- _What is required_:
All of the lines below should be output exactly as shown.

Dataset records: Begin

impl MemoryStore {
    /// Volatile store; nothing survives the process.
    pub fn new() -> Self {
        Self {
            users: DashMap::new(),
            teams: DashMap::new(),
            pods: DashMap::new(),
            leaves: DashMap::new(),
            leaves_by_user: DashMap::new(),
            favorites: DashMap::new(),
            history: DashMap::new(),
            wal_tx: None,
            compaction_gate: RwLock::new(()),
            key_locks: (0..KEY_LOCK_SHARDS).map(|_| Mutex::new(())).collect(),
        }
    }

    /// Replay the WAL at `wal_path` and spawn its writer task. Must run inside a tokio runtime.
    pub fn open(wal_path: PathBuf) -> io::Result<Self> {
        let events = Wal::replay(&wal_path)?;
        let wal = Wal::open(&wal_path)?;
        let (wal_tx, wal_rx) = mpsc::channel(4096);
        tokio::spawn(wal_writer_loop(wal, wal_rx));

        let mut store = Self::new();
        store.wal_tx = Some(wal_tx);
        for event in &events {
            store.apply(event);
        }
        info!(
            "replayed {} events from {}: {:?}",
            events.len(),
            wal_path.display(),
            store.stats()
        );
        Ok(store)
    }

    pub fn is_durable(&self) -> bool {
        self.wal_tx.is_some()
    }

    pub fn stats(&self) -> StoreStats {
        StoreStats {
            users: self.users.len(),
            teams: self.teams.len(),
            pods: self.pods.len(),
            leaves: self.leaves.len(),
            favorites: self.favorites.len(),
            history: self.history.len(),
        }
    }

    fn apply(&self, event: &Event) {
        match event {
            Event::UserSaved { user } => {
                self.users.insert(user.id.clone(), user.clone());
            }
            Event::GroupSaved { group } => {
                let table = match group.kind {
                    GroupKind::Team { .. } => &self.teams,
                    GroupKind::Pod => &self.pods,
                };
                table.insert(group.id.clone(), group.clone());
            }
            Event::GroupDeleted { group } => {
                self.group_table(group).remove(group.id());
            }
            Event::LeaveSaved { leave } => {
                if let Some(prev) = self.leaves.insert(leave.id.clone(), leave.clone()) {
                    self.unindex_leave(&prev.user_id, &prev.id);
                }
                self.leaves_by_user
                    .entry(leave.user_id.clone())
                    .or_default()
                    .insert(leave.clone());
            }
            Event::LeaveDeleted { id, user_id } => {
                self.leaves.remove(id);
                self.unindex_leave(user_id, id);
            }
            Event::FavoriteCreated { entry } => {
                self.favorites
                    .insert((entry.user_id.clone(), entry.team_id.clone()), entry.clone());
            }
            Event::FavoriteDeleted { user_id, team_id } => {
                self.favorites.remove(&(user_id.clone(), team_id.clone()));
            }
            Event::ViewRecorded { entry } => {
                let key = (entry.user_id.clone(), entry.item_id.clone(), entry.item_type);
                self.history.insert(key, entry.clone());
            }
        }
    }

    fn unindex_leave(&self, user_id: &str, id: &str) {
        let now_empty = match self.leaves_by_user.get_mut(user_id) {
            Some(mut index) => {
                index.remove(id);
                index.is_empty()
            }
            None => false,
        };
        if now_empty {
            self.leaves_by_user.remove_if(user_id, |_, index| index.is_empty());
        }
    }

    fn group_table(&self, group: &GroupRef) -> &DashMap<String, Group> {
        match group {
            GroupRef::Team(_) => &self.teams,
            GroupRef::Pod(_) => &self.pods,
        }
    }

    async fn lock_key(&self, key: impl Hash) -> MutexGuard<'_, ()> {
        let mut hasher = DefaultHasher::new();
        key.hash(&mut hasher);
        let shard = (hasher.finish() % KEY_LOCK_SHARDS as u64) as usize;
        self.key_locks[shard].lock().await
    }

    /// Append to the WAL (if durable), then apply. Callers hold the row's key lock.
    async fn persist(&self, event: Event) -> Result<(), StoreError> {
        let _gate = self.compaction_gate.read().await;
        if let Some(wal_tx) = &self.wal_tx {
            let (tx, rx) = oneshot::channel();
            wal_tx
                .send(WalCommand::Append {
                    event: event.clone(),
                    response: tx,
                })
                .await
                .map_err(|_| StoreError::WriterClosed)?;
            rx.await
                .map_err(|_| StoreError::WriterClosed)?
                .map_err(|e| StoreError::Wal(e.to_string()))?;
        }
        self.apply(&event);
        Ok(())
    }

    /// Minimal event list that recreates the current tables.
    pub fn snapshot(&self) -> Vec<Event> {
        let mut events = Vec::new();
        events.extend(self.users.iter().map(|e| Event::UserSaved { user: e.value().clone() }));
        events.extend(self.teams.iter().map(|e| Event::GroupSaved { group: e.value().clone() }));
        events.extend(self.pods.iter().map(|e| Event::GroupSaved { group: e.value().clone() }));
        events.extend(self.leaves.iter().map(|e| Event::LeaveSaved { leave: e.value().clone() }));
        events.extend(
            self.favorites
                .iter()
                .map(|e| Event::FavoriteCreated { entry: e.value().clone() }),
        );
        events.extend(
            self.history
                .iter()
                .map(|e| Event::ViewRecorded { entry: e.value().clone() }),
        );
        events
    }

    /// Rewrite the WAL from a snapshot. No-op for a volatile store.
    pub async fn compact_wal(&self) -> Result<(), StoreError> {
        let Some(wal_tx) = &self.wal_tx else {
            return Ok(());
        };
        let _gate = self.compaction_gate.write().await;
        let events = self.snapshot();
        let (tx, rx) = oneshot::channel();
        wal_tx
            .send(WalCommand::Compact { events, response: tx })
            .await
            .map_err(|_| StoreError::WriterClosed)?;
        rx.await
            .map_err(|_| StoreError::WriterClosed)?
            .map_err(|e| StoreError::Wal(e.to_string()))
    }

    pub async fn wal_appends_since_compact(&self) -> u64 {
        let Some(wal_tx) = &self.wal_tx else {
            return 0;
        };
        let (tx, rx) = oneshot::channel();
        if wal_tx
            .send(WalCommand::AppendsSinceCompact { response: tx })
            .await
            .is_err()
        {
            return 0;
        }
        rx.await.unwrap_or(0)
    }

    fn collect_groups(
        table: &DashMap<String, Group>,
        page: Option<&PageRequest>,
        keep: impl Fn(&Group) -> bool,
    ) -> Vec<Group> {
        let rows: Vec<Group> = table
            .iter()
            .filter(|e| keep(e.value()))
            .map(|e| e.value().clone())
            .collect();
        paginate(rows, order::GROUPS, page)
    }
}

Dataset records: End

- _Answer for this exercise_:
impl MemoryStore {
    /// Volatile store; nothing survives the process.
    pub fn new() -> Self {
        Self {
            users: DashMap::new(),
            teams: DashMap::new(),
            pods: DashMap::new(),
            leaves: DashMap::new(),
            leaves_by_user: DashMap::new(),
            favorites: DashMap::new(),
            history: DashMap::new(),
            wal_tx: None,
            compaction_gate: RwLock::new(()),
            key_locks: (0..KEY_LOCK_SHARDS).map(|_| Mutex::new(())).collect(),
        }
    }

    /// Replay the WAL at `wal_path` and spawn its writer task. Must run inside a tokio runtime.
    pub fn open(wal_path: PathBuf) -> io::Result<Self> {
        let events = Wal::replay(&wal_path)?;
        let wal = Wal::open(&wal_path)?;
        let (wal_tx, wal_rx) = mpsc::channel(4096);
        tokio::spawn(wal_writer_loop(wal, wal_rx));

        let mut store = Self::new();
        store.wal_tx = Some(wal_tx);
        for event in &events {
            store.apply(event);
        }
        info!(
            "replayed {} events from {}: {:?}",
            events.len(),
            wal_path.display(),
            store.stats()
        );
        Ok(store)
    }

    pub fn is_durable(&self) -> bool {
        self.wal_tx.is_some()
    }

    pub fn stats(&self) -> StoreStats {
        StoreStats {
            users: self.users.len(),
            teams: self.teams.len(),
            pods: self.pods.len(),
            leaves: self.leaves.len(),
            favorites: self.favorites.len(),
            history: self.history.len(),
        }
    }

    fn apply(&self, event: &Event) {
        match event {
            Event::UserSaved { user } => {
                self.users.insert(user.id.clone(), user.clone());
            }
            Event::GroupSaved { group } => {
                let table = match group.kind {
                    GroupKind::Team { .. } => &self.teams,
                    GroupKind::Pod => &self.pods,
                };
                table.insert(group.id.clone(), group.clone());
            }
            Event::GroupDeleted { group } => {
                self.group_table(group).remove(group.id());
            }
            Event::LeaveSaved { leave } => {
                if let Some(prev) = self.leaves.insert(leave.id.clone(), leave.clone()) {
                    self.unindex_leave(&prev.user_id, &prev.id);
                }
                self.leaves_by_user
                    .entry(leave.user_id.clone())
                    .or_default()
                    .insert(leave.clone());
            }
            Event::LeaveDeleted { id, user_id } => {
                self.leaves.remove(id);
                self.unindex_leave(user_id, id);
            }
            Event::FavoriteCreated { entry } => {
                self.favorites
                    .insert((entry.user_id.clone(), entry.team_id.clone()), entry.clone());
            }
            Event::FavoriteDeleted { user_id, team_id } => {
                self.favorites.remove(&(user_id.clone(), team_id.clone()));
            }
            Event::ViewRecorded { entry } => {
                let key = (entry.user_id.clone(), entry.item_id.clone(), entry.item_type);
                self.history.insert(key, entry.clone());
            }
        }
    }

    fn unindex_leave(&self, user_id: &str, id: &str) {
        let now_empty = match self.leaves_by_user.get_mut(user_id) {
            Some(mut index) => {
                index.remove(id);
                index.is_empty()
            }
            None => false,
        };
        if now_empty {
            self.leaves_by_user.remove_if(user_id, |_, index| index.is_empty());
        }
    }

    fn group_table(&self, group: &GroupRef) -> &DashMap<String, Group> {
        match group {
            GroupRef::Team(_) => &self.teams,
            GroupRef::Pod(_) => &self.pods,
        }
    }

    async fn lock_key(&self, key: impl Hash) -> MutexGuard<'_, ()> {
        let mut hasher = DefaultHasher::new();
        key.hash(&mut hasher);
        let shard = (hasher.finish() % KEY_LOCK_SHARDS as u64) as usize;
        self.key_locks[shard].lock().await
    }

    /// Append to the WAL (if durable), then apply. Callers hold the row's key lock.
    async fn persist(&self, event: Event) -> Result<(), StoreError> {
        let _gate = self.compaction_gate.read().await;
        if let Some(wal_tx) = &self.wal_tx {
            let (tx, rx) = oneshot::channel();
            wal_tx
                .send(WalCommand::Append {
                    event: event.clone(),
                    response: tx,
                })
                .await
                .map_err(|_| StoreError::WriterClosed)?;
            rx.await
                .map_err(|_| StoreError::WriterClosed)?
                .map_err(|e| StoreError::Wal(e.to_string()))?;
        }
        self.apply(&event);
        Ok(())
    }

    /// Minimal event list that recreates the current tables.
    pub fn snapshot(&self) -> Vec<Event> {
        let mut events = Vec::new();
        events.extend(self.users.iter().map(|e| Event::UserSaved { user: e.value().clone() }));
        events.extend(self.teams.iter().map(|e| Event::GroupSaved { group: e.value().clone() }));
        events.extend(self.pods.iter().map(|e| Event::GroupSaved { group: e.value().clone() }));
        events.extend(self.leaves.iter().map(|e| Event::LeaveSaved { leave: e.value().clone() }));
        events.extend(
            self.favorites
                .iter()
                .map(|e| Event::FavoriteCreated { entry: e.value().clone() }),
        );
        events.extend(
            self.history
                .iter()
                .map(|e| Event::ViewRecorded { entry: e.value().clone() }),
        );
        events
    }

    /// Rewrite the WAL from a snapshot. No-op for a volatile store.
    pub async fn compact_wal(&self) -> Result<(), StoreError> {
        let Some(wal_tx) = &self.wal_tx else {
            return Ok(());
        };
        let _gate = self.compaction_gate.write().await;
        let events = self.snapshot();
        let (tx, rx) = oneshot::channel();
        wal_tx
            .send(WalCommand::Compact { events, response: tx })
            .await
            .map_err(|_| StoreError::WriterClosed)?;
        rx.await
            .map_err(|_| StoreError::WriterClosed)?
            .map_err(|e| StoreError::Wal(e.to_string()))
    }

    pub async fn wal_appends_since_compact(&self) -> u64 {
        let Some(wal_tx) = &self.wal_tx else {
            return 0;
        };
        let (tx, rx) = oneshot::channel();
        if wal_tx
            .send(WalCommand::AppendsSinceCompact { response: tx })
            .await
            .is_err()
        {
            return 0;
        }
        rx.await.unwrap_or(0)
    }

    fn collect_groups(
        table: &DashMap<String, Group>,
        page: Option<&PageRequest>,
        keep: impl Fn(&Group) -> bool,
    ) -> Vec<Group> {
        let rows: Vec<Group> = table
            .iter()
            .filter(|e| keep(e.value()))
            .map(|e| e.value().clone())
            .collect();
        paginate(rows, order::GROUPS, page)
    }
}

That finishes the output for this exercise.